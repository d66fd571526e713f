/// Per-frame cull data buffers
///
/// Owns every device allocation the stages share: the multiply-buffered cull
/// uniforms, the visibility state that persists across frames, the
/// visible-meshlet counters, the compacted meshlet commands and the
/// dispatch argument buffers. Stages reach them through typed slices.
use super::batch_cull::BatchLayout;
use super::commands::{CommandList, CullPass};
use super::depth_pyramid::DepthPyramid;
use super::dispatch_args::DispatchArgsLayout;
use super::gpu_types::{GpuCullData, MeshletDrawCommand, CULL_DATA_STRIDE};
use super::resources::{BufferHandle, BufferSlice, BufferUsage, CullContext};
use crate::camera::{build_projection_matrix, build_view_matrix, extract_frustum_planes, projection_coefficients, CameraData};
use crate::config::{CullLimits, CullToggles};
use crate::error::CullResult;

/// Word layout of the shared visibility buffer
#[derive(Debug, Clone, Copy, PartialEq, Eq)]
pub struct VisibilityLayout {
    pub mesh_words: u32,
    pub meshlet_base: u32,
    pub meshlet_words: u32,
    pub triangle_base: u32,
    pub triangle_words: u32,
}

impl VisibilityLayout {
    pub fn new(limits: &CullLimits) -> Self {
        let mesh_words = limits.max_objects;
        let meshlet_words = limits.max_meshlets;
        Self {
            mesh_words,
            meshlet_base: mesh_words,
            meshlet_words,
            triangle_base: mesh_words + meshlet_words,
            triangle_words: limits.max_meshlets * limits.triangle_groups_per_meshlet(),
        }
    }

    pub fn total_words(&self) -> u32 {
        self.triangle_base + self.triangle_words
    }
}

pub struct CullDataBuffers {
    limits: CullLimits,
    visibility_layout: VisibilityLayout,
    args_layout: DispatchArgsLayout,
    cull_data: BufferHandle,
    visibility: BufferHandle,
    meshlet_counters: BufferHandle,
    meshlet_commands: BufferHandle,
    dispatch_args: Vec<BufferHandle>,
}

impl CullDataBuffers {
    pub fn new(ctx: &mut CullContext, limits: &CullLimits) -> CullResult<Self> {
        limits.validate()?;
        let resources = &mut ctx.resources;
        let visibility_layout = VisibilityLayout::new(limits);
        let args_layout = DispatchArgsLayout::new(limits);

        let cull_data = resources.create_buffer(
            "cull data",
            CULL_DATA_STRIDE * limits.buffered_frames as u64,
            BufferUsage::UNIFORM | BufferUsage::COPY_DST,
        );
        let visibility = resources.create_buffer(
            "visibility",
            visibility_layout.total_words() as u64 * 4,
            BufferUsage::STORAGE | BufferUsage::COPY_SRC,
        );
        let meshlet_counters = resources.create_buffer(
            "visible meshlet counters",
            limits.buffered_frames as u64 * 4,
            BufferUsage::STORAGE | BufferUsage::COPY_SRC,
        );
        let meshlet_commands = resources.create_buffer(
            "meshlet commands",
            limits.max_command_count() as u64 * std::mem::size_of::<MeshletDrawCommand>() as u64,
            BufferUsage::STORAGE | BufferUsage::COPY_SRC,
        );
        let dispatch_args = (0..limits.buffered_frames)
            .map(|slot| {
                resources.create_buffer(
                    &format!("dispatch args {}", slot),
                    args_layout.region_bytes() * 2,
                    BufferUsage::STORAGE | BufferUsage::INDIRECT | BufferUsage::COPY_SRC,
                )
            })
            .collect();

        log::info!(
            "[CullDataBuffers] visibility {} words, {} command slots, {} frame slots",
            visibility_layout.total_words(),
            limits.max_command_count(),
            limits.buffered_frames
        );

        Ok(Self {
            limits: *limits,
            visibility_layout,
            args_layout,
            cull_data,
            visibility,
            meshlet_counters,
            meshlet_commands,
            dispatch_args,
        })
    }

    pub fn limits(&self) -> &CullLimits {
        &self.limits
    }

    pub fn args_layout(&self) -> &DispatchArgsLayout {
        &self.args_layout
    }

    pub fn visibility_layout(&self) -> &VisibilityLayout {
        &self.visibility_layout
    }

    pub fn frame_slot(&self, frame: u64) -> u32 {
        (frame % self.limits.buffered_frames as u64) as u32
    }

    pub fn cull_data(&self, slot: u32) -> BufferSlice {
        debug_assert!(slot < self.limits.buffered_frames);
        BufferSlice {
            buffer: self.cull_data,
            offset: slot as u64 * CULL_DATA_STRIDE,
            size: std::mem::size_of::<GpuCullData>() as u64,
        }
    }

    fn visibility_slice(&self, base: u32, words: u32) -> BufferSlice {
        BufferSlice {
            buffer: self.visibility,
            offset: base as u64 * 4,
            size: words as u64 * 4,
        }
    }

    pub fn visibility_buffer(&self) -> BufferHandle {
        self.visibility
    }

    pub fn mesh_visibility(&self) -> BufferSlice {
        self.visibility_slice(0, self.visibility_layout.mesh_words)
    }

    pub fn meshlet_visibility(&self) -> BufferSlice {
        let layout = &self.visibility_layout;
        self.visibility_slice(layout.meshlet_base, layout.meshlet_words)
    }

    pub fn triangle_visibility(&self) -> BufferSlice {
        let layout = &self.visibility_layout;
        self.visibility_slice(layout.triangle_base, layout.triangle_words)
    }

    pub fn visible_meshlet_count(&self, slot: u32) -> BufferSlice {
        debug_assert!(slot < self.limits.buffered_frames);
        BufferSlice {
            buffer: self.meshlet_counters,
            offset: slot as u64 * 4,
            size: 4,
        }
    }

    pub fn meshlet_commands(&self) -> BufferSlice {
        BufferSlice {
            buffer: self.meshlet_commands,
            offset: 0,
            size: self.limits.max_command_count() as u64 * std::mem::size_of::<MeshletDrawCommand>() as u64,
        }
    }

    /// Argument region of one pass in one frame slot
    pub fn dispatch_args(&self, slot: u32, pass: CullPass) -> BufferSlice {
        let bytes = self.args_layout.region_bytes();
        BufferSlice {
            buffer: self.dispatch_args[slot as usize],
            offset: pass.index() as u64 * bytes,
            size: bytes,
        }
    }

    /// Write this frame's cull data; the only host write of the frame path.
    /// Returns the frame slot written.
    pub fn update(
        &self,
        camera: &CameraData,
        pyramid: &DepthPyramid,
        toggles: &CullToggles,
        object_count: u32,
        frame: u64,
        list: &mut CommandList,
    ) -> u32 {
        let slot = self.frame_slot(frame);
        let view = build_view_matrix(camera);
        let view_proj = build_projection_matrix(camera) * view;
        let batch_layout = BatchLayout::new(&self.limits);
        let (pyramid_width, pyramid_height) = pyramid.size();

        let data = GpuCullData {
            view: view.into(),
            view_proj: view_proj.into(),
            frustum_planes: extract_frustum_planes(camera),
            camera_position: [camera.position[0], camera.position[1], camera.position[2], 1.0],
            projection: projection_coefficients(camera),
            pyramid_size: [pyramid_width as f32, pyramid_height as f32],
            pyramid_mips: pyramid.mip_levels(),
            flags: toggles.bits(),
            object_count,
            max_command_count: self.limits.max_command_count(),
            commands_per_batch: self.limits.max_commands_per_batch(),
            sub_batch_count: self.limits.sub_batch_count(),
            meshlet_visibility_base: self.visibility_layout.meshlet_base,
            triangle_visibility_base: self.visibility_layout.triangle_base,
            triangle_groups_per_meshlet: self.limits.triangle_groups_per_meshlet(),
            meshlet_max_triangles: self.limits.meshlet_max_triangles,
            batch_draw_stride: batch_layout.draw_stride_words,
            batch_index_stride: batch_layout.index_stride_words,
            dispatch_region_words: self.args_layout.region_words(),
            max_meshlets: self.limits.max_meshlets,
        };

        list.write_buffer(self.cull_data(slot), bytemuck::bytes_of(&data));
        log::trace!("[CullDataBuffers] frame {} -> slot {}", frame, slot);
        slot
    }

    pub fn destroy(self, ctx: &mut CullContext) {
        let resources = &mut ctx.resources;
        resources.destroy_buffer(self.cull_data);
        resources.destroy_buffer(self.visibility);
        resources.destroy_buffer(self.meshlet_counters);
        resources.destroy_buffer(self.meshlet_commands);
        for args in self.dispatch_args {
            resources.destroy_buffer(args);
        }
    }
}
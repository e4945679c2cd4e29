//! # spark-motion
//!
//! Layout-driven box animation for Rust.
//!
//! Built on [spark-signals](https://github.com/RLabs-Inc/spark-signals) for
//! reactive surfaces and [Taffy](https://github.com/DioxusLabs/taffy) for
//! flexbox layout.
//!
//! ## Architecture
//!
//! Boxes describe constraints; a single root solves layout; boxes then
//! animate from where they were to where they are. Three signal channels
//! coordinate this, each coalesced to at most one dispatch per frame:
//!
//! ```text
//! external event → SignalBus (coalesced) → RootController (solve)
//!                → SignalBus → BoxController (diff) → PositionAnimator
//! ```
//!
//! ## Modules
//!
//! - [`types`] - Core types (Dimension, Edges, flex enums, ComputedRect, Viewport)
//! - [`signals`] - Signal bus and frame scheduler
//! - [`layout`] - Layout nodes over Taffy
//! - [`primitives`] - Style schema and box controllers
//! - [`state`] - Surfaces, easing and the tweener
//! - [`pipeline`] - Root controller, stage and terminal loop

pub mod config;
pub mod error;
pub mod layout;
pub mod pipeline;
pub mod primitives;
pub mod signals;
pub mod state;
pub mod types;

// Re-export commonly used items
pub use types::*;

pub use config::{AnimationConfig, StageConfig};
pub use error::{Error, Result};

pub use layout::{LayoutEngine, LayoutNode, NodeId};

pub use signals::{ListenerId, SignalBus};

pub use primitives::{
    BoxContext, BoxController, BoxProps, LayoutKey, LayoutTrigger, Phase, Style, StyleValue,
};

pub use state::{
    AnimatedProperty, AnimationHandle, Easing, PositionAnimator, PropertyDeltas, Surface,
    SurfaceFrame, Tweener,
};

pub use pipeline::{RootController, Stage};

──────────

## YOUR TASK
Of the lines above, show those in which "CullDataBuffers" appears.

## RESPONSE TO THIS TASK
pub struct CullDataBuffers {
impl CullDataBuffers {
            "[CullDataBuffers] visibility {} words, {} command slots, {} frame slots",
        log::trace!("[CullDataBuffers] frame {} -> slot {}", frame, slot);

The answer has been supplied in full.